Per il 2026, il panorama degli incentivi per il fotovoltaico in Italia si conferma solido sia per i privati che per le aziende, con alcune rimodulazioni rispetto agli anni precedenti.
Per Privati e Famiglie
Bonus Ristrutturazione (50%): Prorogata la detrazione IRPEF del 50% per l'installazione di impianti fotovoltaici e sistemi di accumulo sull'abitazione principale. Per le seconde case, l'aliquota è ridotta al 36%. Il limite di spesa detraibile è di 96.000 €.
Reddito Energetico Nazionale: Un contributo a fondo perduto per famiglie con ISEE basso (generalmente sotto i 15.000 € o 30.000 € con almeno 4 figli). Copre interamente l'installazione di impianti tra 2 e 6 kW su unità immobiliari residenziali.
Comunità Energetiche Rinnovabili (CER): Contributo a fondo perduto fino al 40% per chi installa impianti in comuni con meno di 5.000 abitanti e aderisce a una CER.
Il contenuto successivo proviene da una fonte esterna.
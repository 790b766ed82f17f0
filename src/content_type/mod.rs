//! Content-type negotiation subsystem.
//!
//! # Data Flow
//! ```text
//! Request<Body>
//!     → split into head + body
//!     → ContentTypeChain asks each handler `can_handle(head)`, in order
//!     → first claimer decodes the body (json.rs / form_data.rs)
//!     → DecodedRequest { kind, calls: [{ path, input }] }
//! ```
//!
//! # Design Decisions
//! - Claim decisions see only the request head, never the body
//! - Exactly one handler decodes a request; no fallback after a claim
//! - No claimer means UNSUPPORTED_MEDIA_TYPE without touching the body

pub mod file;
pub mod form_data;
pub mod json;
pub mod upload;

use std::sync::Arc;

use async_trait::async_trait;
use axum::body::Body;
use axum::http::{header, request::Parts, Method, Request};

use crate::error::RpcError;
use crate::input::RawInput;
use crate::observability::metrics;
use crate::protocol::{self, ProcedureKind, BATCH_PARAM, KIND_HEADER};

pub use file::{FileError, FilePart};
pub use form_data::FormDataContentTypeHandler;
pub use json::JsonContentTypeHandler;
pub use upload::{DiskUploadHandler, MemoryUploadHandler, UploadHandler};

/// Request line and headers, without the body.
pub type RequestHead = Parts;

/// One decoded call.
#[derive(Debug, Clone)]
pub struct DecodedCall {
    pub path: String,
    pub input: RawInput,
}

/// Output of a content-type handler.
#[derive(Debug, Clone)]
pub struct DecodedRequest {
    pub kind: ProcedureKind,
    pub batch: bool,
    pub calls: Vec<DecodedCall>,
}

/// Claims and decodes requests of one wire representation.
#[async_trait]
pub trait ContentTypeHandler: Send + Sync {
    /// Short name used in logs and metrics.
    fn name(&self) -> &'static str;

    /// Must be deterministic for a given head.
    fn can_handle(&self, head: &RequestHead) -> bool;

    async fn decode(&self, head: RequestHead, body: Body) -> Result<DecodedRequest, RpcError>;
}

/// Ordered list of content-type handlers; the first claimer wins.
#[derive(Clone)]
pub struct ContentTypeChain {
    handlers: Arc<[Arc<dyn ContentTypeHandler>]>,
}

impl ContentTypeChain {
    pub fn new(handlers: Vec<Arc<dyn ContentTypeHandler>>) -> Self {
        Self {
            handlers: handlers.into(),
        }
    }

    /// The handler that would decode a request with this head.
    pub fn claim(&self, head: &RequestHead) -> Option<&dyn ContentTypeHandler> {
        self.handlers
            .iter()
            .find(|h| h.can_handle(head))
            .map(|h| h.as_ref())
    }

    pub async fn decode(&self, request: Request<Body>) -> Result<DecodedRequest, RpcError> {
        let (head, body) = request.into_parts();

        let Some(handler) = self.claim(&head) else {
            let content_type = content_type(&head);
            tracing::warn!(content_type = ?content_type, "No content-type handler claimed request");
            metrics::record_unsupported_media_type();
            return Err(RpcError::unsupported_media_type(content_type));
        };

        tracing::debug!(handler = handler.name(), path = %head.uri.path(), "Content-type handler claimed request");
        let name = handler.name();
        handler.decode(head, body).await.inspect_err(|e| {
            tracing::warn!(handler = name, code = %e.code, error = %e.message, "Failed to decode request");
            metrics::record_decode_failure(name);
        })
    }
}

impl std::fmt::Debug for ContentTypeChain {
    fn fmt(&self, f: &mut std::fmt::Formatter<'_>) -> std::fmt::Result {
        f.debug_list()
            .entries(self.handlers.iter().map(|h| h.name()))
            .finish()
    }
}

/// Raw `content-type` header value, if present and valid.
pub fn content_type(head: &RequestHead) -> Option<&str> {
    head.headers
        .get(header::CONTENT_TYPE)
        .and_then(|v| v.to_str().ok())
}

/// Lowercased media type without parameters, e.g. `multipart/form-data`.
pub fn media_type(head: &RequestHead) -> Option<String> {
    content_type(head)
        .and_then(|ct| ct.split(';').next())
        .map(|essence| essence.trim().to_ascii_lowercase())
}

/// Procedure paths, kind and batch flag of a request, read from its head.
#[derive(Debug, Clone, PartialEq, Eq)]
pub struct CallTarget {
    pub paths: Vec<String>,
    pub kind: ProcedureKind,
    pub batch: bool,
}

impl CallTarget {
    pub fn from_head(head: &RequestHead) -> Result<Self, RpcError> {
        let paths = protocol::procedure_paths(head.uri.path());
        if paths.is_empty() {
            return Err(RpcError::not_found("No procedure path in request"));
        }

        let batch = query_param(head, BATCH_PARAM)
            .map(|v| v == "1" || v.eq_ignore_ascii_case("true"))
            .unwrap_or(false);
        if !batch && paths.len() > 1 {
            return Err(RpcError::bad_request(
                "Multiple procedure paths require a batch request",
            ));
        }

        let kind = if head.method == Method::GET {
            ProcedureKind::Query
        } else if head.method == Method::POST {
            match head.headers.get(KIND_HEADER) {
                Some(value) => value
                    .to_str()
                    .ok()
                    .and_then(|v| v.parse().ok())
                    .ok_or_else(|| RpcError::bad_request(format!("Invalid {} header", KIND_HEADER)))?,
                None => ProcedureKind::Mutation,
            }
        } else {
            return Err(RpcError::new(
                crate::error::ErrorCode::MethodNotSupported,
                format!("Unsupported HTTP method {}", head.method),
            ));
        };

        Ok(Self { paths, kind, batch })
    }
}

/// First value of a query-string parameter, percent-decoded.
pub fn query_param(head: &RequestHead, name: &str) -> Option<String> {
    let query = head.uri.query()?;
    url::form_urlencoded::parse(query.as_bytes())
        .find(|(k, _)| k == name)
        .map(|(_, v)| v.into_owned())
}
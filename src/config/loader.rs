//! Configuration loading from disk.

use std::fs;
use std::path::Path;

use thiserror::Error;

use crate::config::schema::RpcConfig;
use crate::config::validation::{validate_config, ConfigIssue};

/// Error type for configuration loading.
#[derive(Debug, Error)]
pub enum ConfigError {
    #[error("IO error: {0}")]
    Io(#[from] std::io::Error),
    #[error("Parse error: {0}")]
    Parse(#[from] toml::de::Error),
    #[error("Validation failed: {}", join_issues(.0))]
    Validation(Vec<ConfigIssue>),
}

fn join_issues(issues: &[ConfigIssue]) -> String {
    issues
        .iter()
        .map(ToString::to_string)
        .collect::<Vec<_>>()
        .join(", ")
}

/// Parse and validate configuration from TOML text.
pub fn parse_config(content: &str) -> Result<RpcConfig, ConfigError> {
    let config: RpcConfig = toml::from_str(content)?;
    validate_config(&config).map_err(ConfigError::Validation)?;
    Ok(config)
}

/// Load and validate configuration from a TOML file.
pub fn load_config(path: &Path) -> Result<RpcConfig, ConfigError> {
    let content = fs::read_to_string(path)?;
    parse_config(&content)
}
impl ScrollPositionWithSingleContext {
    /// Create a position, taking over the state of `old_position` if given.
    ///
    /// The offset comes from the old position, then page storage, then
    /// `initial_pixels`, in that order.
    pub fn new(
        physics: ScrollPhysics,
        context: Arc<dyn ScrollContext>,
        options: PositionOptions,
        old_position: Option<&SharedScrollPosition>,
    ) -> Result<SharedScrollPosition> {
        let PositionOptions {
            initial_pixels,
            keep_scroll_offset,
            debug_label,
            drag,
        } = options;

        let shared = Arc::new_cyclic(|weak: &Weak<Mutex<Self>>| {
            Mutex::new(Self {
                position: ScrollPosition::new(physics, context, keep_scroll_offset, debug_label),
                held_previous_velocity: 0.0,
                user_scroll_direction: ScrollDirection::Idle,
                self_weak: weak.clone(),
                handle_slot: Arc::new(Mutex::new(weak.clone())),
                drag_config: drag,
            })
        });

        {
            let mut this = lock(&shared);
            if let Some(old) = old_position {
                this.absorb(&mut *lock(old))?;
            }
            if this.position.keep_scroll_offset() {
                this.position.restore_scroll_offset();
            }
            if this.position.pixels().is_none() {
                if let Some(initial_pixels) = initial_pixels {
                    this.position.correct_pixels(initial_pixels);
                }
            }
            if this.position.activity().is_none() {
                this.go_idle()?;
            }
            tracing::debug!(position = %this.position, "created scroll position");
        }
        Ok(shared)
    }

    /// Take over the offset, dimensions and activity of a position being replaced
    fn absorb(&mut self, other: &mut ScrollPositionWithSingleContext) -> Result<()> {
        tracing::debug!(position = %self.id(), from = %other.id(), "absorbing scroll position");
        self.position.absorb_dimensions(&other.position);

        let Some(activity) = other.position.take_activity() else {
            return self.go_idle();
        };
        self.position.adopt_activity(activity);
        self.user_scroll_direction = other.user_scroll_direction;

        // Gesture handles follow the activity
        *lock(&other.handle_slot) = self.self_weak.clone();
        self.handle_slot = other.handle_slot.clone();

        if !self.position.physics().same_chain(other.position.physics()) {
            let request = self
                .position
                .activity_mut()
                .map(|activity| activity.reset_activity())
                .unwrap_or_default();
            self.perform(request)?;
        }
        self.position.sync_activity_flags()
    }

    pub fn user_scroll_direction(&self) -> ScrollDirection {
        self.user_scroll_direction
    }

    /// Velocity the current hold interrupted, zero if not holding
    pub fn held_previous_velocity(&self) -> f64 {
        self.held_previous_velocity
    }

    pub fn activity_kind(&self) -> Option<ActivityKind> {
        self.position.activity().map(|activity| activity.kind())
    }

    fn begin_activity(&mut self, activity: Box<dyn ScrollActivity>) -> Result<()> {
        self.held_previous_velocity = 0.0;
        self.position.begin_activity(activity)?;
        let scrolling = self.position.activity().is_some_and(|activity| activity.is_scrolling());
        if !scrolling {
            self.update_user_scroll_direction(ScrollDirection::Idle)?;
        }
        Ok(())
    }

    fn update_user_scroll_direction(&mut self, direction: ScrollDirection) -> Result<()> {
        if self.user_scroll_direction == direction {
            return Ok(());
        }
        self.user_scroll_direction = direction;
        self.position.dispatch_user_scroll(direction)
    }

    /// Advance the current activity to this frame
    pub fn tick(&mut self) -> Result<()> {
        let request = self
            .position
            .activity_mut()
            .map(|activity| activity.tick())
            .unwrap_or_default();
        self.perform(request)
    }

    pub fn go_idle(&mut self) -> Result<()> {
        self.begin_activity(Box::new(IdleScrollActivity))
    }

    /// Start a ballistic activity if the physics wants one, else go idle
    pub fn go_ballistic(&mut self, velocity: f64) -> Result<()> {
        self.position.ensure_live()?;
        let metrics = self.position.metrics()?;
        let simulation = self.position.physics().create_ballistic_simulation(&metrics, velocity);
        match simulation {
            Some(simulation) => {
                tracing::debug!(position = %self.id(), velocity, "going ballistic");
                let context = self.position.context().clone();
                let activity = BallisticScrollActivity::new(simulation, context.vsync());
                self.begin_activity(Box::new(activity))
            }
            None => self.go_idle(),
        }
    }

    pub fn apply_user_offset(&mut self, delta: f64) -> Result<()> {
        self.update_user_scroll_direction(if delta > 0.0 {
            ScrollDirection::Forward
        } else {
            ScrollDirection::Reverse
        })?;
        let metrics = self.position.metrics()?;
        let pixels = metrics.pixels - self.position.physics().apply_physics_to_user_offset(&metrics, delta);
        self.position.set_pixels(pixels)?;
        Ok(())
    }

    pub fn apply_user_scroll_offset(&mut self, delta: f64) -> Result<()> {
        self.update_user_scroll_direction(if delta > 0.0 {
            ScrollDirection::Forward
        } else {
            ScrollDirection::Reverse
        })?;
        let metrics = self.position.metrics()?;
        let mut pixels = metrics.pixels - self.position.physics().apply_physics_to_user_offset(&metrics, delta);
        if pixels < metrics.min_scroll_extent {
            pixels = metrics.min_scroll_extent;
        }
        if pixels > metrics.max_scroll_extent {
            pixels = metrics.max_scroll_extent;
        }
        self.position.set_pixels(pixels)?;
        Ok(())
    }

    /// Jump to `value` without animation.
    ///
    /// Sends a start/update/end triplet if the offset changes, then lets the
    /// physics correct an out-of-range target.
    pub fn jump_to(&mut self, value: f64) -> Result<()> {
        self.go_idle()?;
        let old_pixels = self.position.require_pixels()?;
        if old_pixels != value {
            tracing::debug!(position = %self.id(), from = old_pixels, to = value, "jump");
            self.position.force_pixels(value)?;
            self.position.did_start_scroll()?;
            self.position.did_update_scroll_position_by(value - old_pixels)?;
            self.position.did_end_scroll()?;
        }
        self.go_ballistic(0.0)
    }

    /// Animate to `to`; the completion resolves when the animation finishes
    /// or is interrupted.
    ///
    /// Targets within the physics' distance tolerance and zero durations
    /// jump instead.
    pub fn animate_to(&mut self, to: f64, duration: Duration, curve: Easing) -> Result<Completion> {
        self.position.ensure_live()?;
        let pixels = self.position.require_pixels()?;
        let tolerance = self.position.physics().tolerance();
        if near_equal(to, pixels, tolerance.distance) || duration.is_zero() {
            self.jump_to(to)?;
            return Ok(Completion::resolved());
        }

        let context = self.position.context().clone();
        let activity = DrivenScrollActivity::new(pixels, to, duration, curve, context.vsync());
        let done = activity.done();
        self.begin_activity(Box::new(activity))?;
        Ok(done)
    }

    /// Scroll so that `target` sits at `alignment` within the viewport
    pub fn ensure_visible(
        &mut self,
        target: &dyn RevealTarget,
        alignment: f64,
        duration: Duration,
        curve: Easing,
    ) -> Result<Completion> {
        let metrics = self.position.metrics()?;
        let offset = target
            .offset_to_reveal(alignment)
            .max(metrics.min_scroll_extent)
            .min(metrics.max_scroll_extent);

        if offset == metrics.pixels {
            return Ok(Completion::resolved());
        }
        if duration.is_zero() {
            self.jump_to(offset)?;
            return Ok(Completion::resolved());
        }
        self.animate_to(offset, duration, curve)
    }

    /// A pointer touched the content; stop whatever is moving it
    pub fn hold(&mut self, on_hold_canceled: Option<CancelCallback>) -> Result<ScrollHoldHandle> {
        self.position.ensure_live()?;
        let previous_velocity = self.position.activity().map_or(0.0, |activity| activity.velocity());
        let gesture = GestureId::next();
        self.begin_activity(Box::new(HoldScrollActivity::new(gesture, on_hold_canceled)))?;
        self.held_previous_velocity = previous_velocity;
        tracing::debug!(position = %self.id(), %gesture, previous_velocity, "hold");
        Ok(ScrollHoldHandle::new(self.handle_slot.clone(), gesture))
    }

    /// A drag was recognized
    pub fn drag(
        &mut self,
        details: DragStartDetails,
        on_drag_canceled: Option<CancelCallback>,
    ) -> Result<ScrollDragHandle> {
        self.position.ensure_live()?;
        let gesture = GestureId::next();
        let physics = self.position.physics();
        let controller = ScrollDragController::new(
            gesture,
            details,
            on_drag_canceled,
            physics.carried_momentum(self.held_previous_velocity),
            physics.drag_start_distance_motion_threshold(),
            self.drag_config,
        );
        tracing::debug!(
            position = %self.id(),
            %gesture,
            carried_velocity = controller.carried_velocity(),
            "drag"
        );
        self.begin_activity(Box::new(DragScrollActivity::new(controller)))?;
        Ok(ScrollDragHandle::new(self.handle_slot.clone(), gesture))
    }

    pub(crate) fn cancel_hold(&mut self, gesture: GestureId) -> Result<()> {
        let holding = self
            .position
            .activity()
            .is_some_and(|activity| activity.kind() == ActivityKind::Hold && activity.gesture_id() == Some(gesture));
        if !holding {
            tracing::warn!(position = %self.id(), %gesture, "hold handle no longer owns the position");
            return Ok(());
        }
        self.go_ballistic(0.0)
    }

    fn drag_controller(&mut self, gesture: GestureId) -> Option<&mut ScrollDragController> {
        self.position
            .activity_mut()
            .and_then(|activity| activity.as_drag_mut())
            .filter(|controller| controller.gesture() == gesture)
    }

    fn drag_request(
        &mut self,
        gesture: GestureId,
        f: impl FnOnce(&mut ScrollDragController, AxisDirection) -> Result<ActivityRequest>,
    ) -> Result<()> {
        let axis_direction = self.position.axis_direction();
        let request = match self.drag_controller(gesture) {
            Some(controller) => f(controller, axis_direction)?,
            None => {
                tracing::warn!(position = %self.id(), %gesture, "drag handle no longer owns the position");
                return Ok(());
            }
        };
        self.perform(request)
    }

    pub(crate) fn drag_update(&mut self, gesture: GestureId, details: DragUpdateDetails) -> Result<()> {
        self.drag_request(gesture, |controller, axis| controller.update(details, axis))
    }

    pub(crate) fn drag_end(&mut self, gesture: GestureId, details: DragEndDetails) -> Result<()> {
        self.drag_request(gesture, |controller, axis| controller.end(details, axis))
    }

    pub(crate) fn drag_cancel(&mut self, gesture: GestureId) -> Result<()> {
        self.drag_request(gesture, |controller, _| Ok(controller.cancel()))
    }

    /// Record new extents from layout.
    ///
    /// Changes within a thousandth of a pixel are ignored unless the
    /// viewport changed or the offset was corrected since the last call.
    pub fn apply_content_dimensions(&mut self, min_scroll_extent: f64, max_scroll_extent: f64) -> Result<()> {
        if self.position.store_content_dimensions(min_scroll_extent, max_scroll_extent) {
            self.apply_new_dimensions()?;
            self.position.finish_content_dimensions();
        }
        Ok(())
    }

    fn apply_new_dimensions(&mut self) -> Result<()> {
        self.position.require_pixels()?;
        let request = self
            .position
            .activity_mut()
            .map(|activity| activity.apply_new_dimensions())
            .unwrap_or_default();
        self.perform(request)?;

        let metrics = self.position.metrics()?;
        let can_drag = self.position.physics().should_accept_user_offset(&metrics);
        self.position.context().set_can_drag(can_drag);
        Ok(())
    }

    /// Dispose the current activity. The position must not be used afterwards.
    pub fn dispose(&mut self) {
        tracing::debug!(position = %self.id(), "disposing scroll position");
        self.position.dispose_activity();
    }
}
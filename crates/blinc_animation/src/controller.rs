//! Unbounded animation controller
//!
//! Runs a [`Simulation`] against a [`Ticker`]. The controller is polled: the
//! host advances the scheduler, then whoever owns the controller calls
//! [`AnimationController::poll`] to read the value for the new frame.

use std::fmt;
use std::time::Duration;

use crate::completion::{Completer, Completion};
use crate::easing::Easing;
use crate::simulation::Simulation;
use crate::ticker::{Ticker, TickerProvider};
use crate::tolerance::Tolerance;

/// How far ahead a simulation is sampled when there is no scheduler to run it
const SETTLE_HORIZON_SECS: f64 = 60.0;

/// Linear-time interpolation shaped by an easing curve
#[derive(Clone, Debug)]
pub struct InterpolationSimulation {
    begin: f64,
    end: f64,
    duration: f64,
    curve: Easing,
    tolerance: Tolerance,
}

impl InterpolationSimulation {
    pub fn new(begin: f64, end: f64, duration: Duration, curve: Easing) -> Self {
        Self {
            begin,
            end,
            duration: duration.as_secs_f64(),
            curve,
            tolerance: Tolerance::DEFAULT,
        }
    }
}

impl Simulation for InterpolationSimulation {
    fn x(&self, time: f64) -> f64 {
        let t = if self.duration > 0.0 {
            (time / self.duration).clamp(0.0, 1.0)
        } else {
            1.0
        };
        if t == 0.0 {
            self.begin
        } else if t == 1.0 {
            self.end
        } else {
            self.begin + (self.end - self.begin) * self.curve.transform(t)
        }
    }

    fn dx(&self, time: f64) -> f64 {
        let epsilon = self.tolerance.time;
        (self.x(time + epsilon) - self.x(time - epsilon)) / (2.0 * epsilon)
    }

    fn is_done(&self, time: f64) -> bool {
        time > self.duration
    }

    fn tolerance(&self) -> Tolerance {
        self.tolerance
    }
}

/// Result of polling a controller for the current frame
#[derive(Clone, Copy, Debug, PartialEq)]
pub struct ControllerFrame {
    pub value: f64,
    /// Velocity after this frame; zero once the simulation is done
    pub velocity: f64,
    pub done: bool,
}

/// Drives a value along a simulation, with no lower or upper bound
pub struct AnimationController {
    label: String,
    ticker: Ticker,
    simulation: Option<Box<dyn Simulation>>,
    value: f64,
    last_elapsed: Option<f64>,
    completer: Option<Completer>,
    /// The ticker could not start; the next poll jumps to the end
    settle_on_poll: bool,
}

impl AnimationController {
    pub fn unbounded(vsync: &dyn TickerProvider, value: f64, label: impl Into<String>) -> Self {
        let label = label.into();
        Self {
            ticker: vsync.create_ticker(&label),
            label,
            simulation: None,
            value,
            last_elapsed: None,
            completer: None,
            settle_on_poll: false,
        }
    }

    pub fn value(&self) -> f64 {
        self.value
    }

    pub fn velocity(&self) -> f64 {
        match (&self.simulation, self.last_elapsed) {
            (Some(simulation), Some(elapsed)) => simulation.dx(elapsed),
            _ => 0.0,
        }
    }

    pub fn is_animating(&self) -> bool {
        self.simulation.is_some()
    }

    /// Jump to `value`, stopping any running simulation
    pub fn set_value(&mut self, value: f64) {
        self.stop();
        self.value = value;
    }

    /// Animate from the current value to `target`
    pub fn animate_to(&mut self, target: f64, duration: Duration, curve: Easing) -> Completion {
        if duration.is_zero() || target == self.value {
            self.set_value(target);
            return Completion::resolved();
        }
        let simulation = InterpolationSimulation::new(self.value, target, duration, curve);
        self.animate_with(Box::new(simulation))
    }

    /// Run `simulation` from time zero.
    ///
    /// Any running simulation is stopped first and its completion resolves.
    pub fn animate_with(&mut self, simulation: Box<dyn Simulation>) -> Completion {
        self.stop();

        let completer = Completer::new();
        let completion = completer.completion();
        self.value = simulation.x(0.0);
        self.last_elapsed = Some(0.0);

        if let Err(err) = self.ticker.start() {
            tracing::warn!(label = %self.label, %err, "no scheduler, animation will settle immediately");
            self.settle_on_poll = true;
        }
        tracing::trace!(label = %self.label, ?simulation, "animation started");

        self.simulation = Some(simulation);
        self.completer = Some(completer);
        completion
    }

    /// Sample the simulation at the ticker's elapsed time.
    ///
    /// Returns `None` when nothing is animating. When the simulation reports
    /// done the controller stops and its completion resolves.
    pub fn poll(&mut self) -> Option<ControllerFrame> {
        let simulation = self.simulation.as_ref()?;
        let elapsed = if self.settle_on_poll {
            SETTLE_HORIZON_SECS
        } else {
            self.ticker.elapsed()
        };

        self.last_elapsed = Some(elapsed);
        self.value = simulation.x(elapsed);
        let done = self.settle_on_poll || simulation.is_done(elapsed);

        if done {
            tracing::trace!(label = %self.label, value = self.value, "animation completed");
            self.stop();
        }

        Some(ControllerFrame {
            value: self.value,
            velocity: self.velocity(),
            done,
        })
    }

    /// Stop the running simulation, keeping the current value
    pub fn stop(&mut self) {
        self.simulation = None;
        self.last_elapsed = None;
        self.settle_on_poll = false;
        self.ticker.stop();
        if let Some(completer) = self.completer.take() {
            completer.complete();
        }
    }

    pub fn dispose(mut self) {
        self.stop();
    }
}

impl fmt::Display for AnimationController {
    fn fmt(&self, f: &mut fmt::Formatter<'_>) -> fmt::Result {
        write!(f, "AnimationController({:.3}", self.value)?;
        if !self.is_animating() {
            write!(f, "; paused")?;
        }
        write!(f, "; for {})", self.label)
    }
}

impl fmt::Debug for AnimationController {
    fn fmt(&self, f: &mut fmt::Formatter<'_>) -> fmt::Result {
        f.debug_struct("AnimationController")
            .field("label", &self.label)
            .field("value", &self.value)
            .field("simulation", &self.simulation)
            .field("ticker", &self.ticker)
            .finish()
    }
}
IVA Agevolata: Applicazione dell'IVA al 10% su tutti i costi di fornitura e posa in opera per impianti residenziali.
Sistemi di Accumulo
Tutti gli incentivi citati (Bonus 50%, Transizione 5.0, CER) includono solitamente anche le batterie di accumulo, permettendo di detrarre o finanziare le spese di installazione insieme all'impianto principale.